發佈會上,副縣長念完了稿子,和民政局長、宣傳部副部長轉頭衝出側門,一句話不說,跑到樓下,鑽進車裡,司機一腳油門,衝出了記者的「包圍圈」。
隨後的幾天裡,我們再也沒有見到這名副縣長和宣傳部副部長,甚至無法撥通他們的電話。
此前,蘭考縣民政局副局長李美姣,在被媒體追問時,連連面露難色。最後,乾脆拎起皮包,轉身就走,頭也不回。
一位同行發出感歎,「蘭考有些官員啊」。
到達蘭考第一天,我住在了火車站旁邊的一家酒店。第二天,為了爭取點採訪機會,轉到了縣裡的溫泉賓館,這裡也是專案組駐地。
我的同事孔璞,住在另一家酒店。事發第二天,因為另有採訪,她匆匆趕回鄭州。此前,當地宣傳部門多次盛情邀請,希望安排吃住,我們均婉言拒之。
一名同行事後說,宣傳部安排了幾家賓館作為媒體接待,全包吃住,標桌至少600元起。在另一家酒店裡,還專門為記者留出了幾個包廂,供就餐,不限標準。
但這些,也遭到一些媒體的拒絕。
一名上海同行說,他見到滿桌的酒菜,想想袁厲害和死去的孩子,心裡很不舒服,沒有動筷子。臨走,他在桌上留了100塊錢。
採訪期間,有媒體報道,蘭考縣財政局花2000萬建辦公樓,卻沒錢修福利院。
1月8日,我和幾名同行來到該縣新修的行政事務大樓「陽光大廈」,這裡寬敞明亮,甚至頂樓一層的房間未被利用。一位最高不過科級的領導辦公室,就有30多平米。
在這座樓的旁邊,是農業綜合服務中心的在建新樓,高14層,建築面積18380平米。這樣的樓,在蘭考顯得異常突出。這也是該縣2011年確定的「80項重點工作之一」。

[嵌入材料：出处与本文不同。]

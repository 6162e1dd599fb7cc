mod cli;
mod commands;
mod discover;
mod manifest;
mod output;

use anyhow::{Context, Result};
use clap::Parser;
use logshelf_config::Config;

use commands::RedactOptions;

#[tokio::main]
async fn main() -> Result<()> {
    // Initialize tracing
    tracing_subscriber::fmt()
        .with_writer(std::io::stderr)
        .with_env_filter(
            tracing_subscriber::EnvFilter::try_from_default_env()
                .unwrap_or_else(|_| tracing_subscriber::EnvFilter::new("info")),
        )
        .init();

    let cli = cli::Cli::parse();

    let config = match &cli.config {
        Some(path) => Config::load_from(path),
        None => Config::load(),
    }
    .context("Failed to load config")?;

    match cli.command {
        cli::Commands::Redact {
            input,
            output,
            no_redact,
            debug,
            json,
        } => {
            let options = RedactOptions::from_config(&config, no_redact, debug);
            commands::redact::handle(input, output, &options, json).await
        }
        cli::Commands::Scan { root, json, debug } => {
            let root = match root {
                Some(root) => root,
                None => config.local.projects_root()?,
            };
            let options = RedactOptions::redacting(
                config.redaction.max_line_bytes,
                debug || config.redaction.debug,
            );
            commands::scan::handle(root, &options, json).await
        }
        cli::Commands::Export {
            dest,
            root,
            prefix,
            no_redact,
            debug,
        } => {
            let root = match root {
                Some(root) => root,
                None => config.local.projects_root()?,
            };
            let prefix = prefix.unwrap_or_else(|| config.export.normalized_prefix());
            let options = RedactOptions::from_config(&config, no_redact, debug);
            commands::export::handle(root, dest, &prefix, &options).await
        }
        cli::Commands::Patterns { json } => commands::patterns::handle(json),
    }
}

這座大樓的標誌牌上,赫然寫著造價5000萬,在它旁邊,還有至少4家大樓在建或剛入駐,大部分氣勢恢宏,都是機關辦公樓。財政局大樓也在之列。
蘭考有數不清的三輪車。每每有穿著破舊的三輪車伕從樓前走過,顯得有些不搭調。
日前,有媒體刊登了蘭考縣一機關辦公樓的效果圖。我的朋友特意打電話問我「你看那樓像個啥?」我說,不知。
「那不是個太師椅嘛!」朋友說。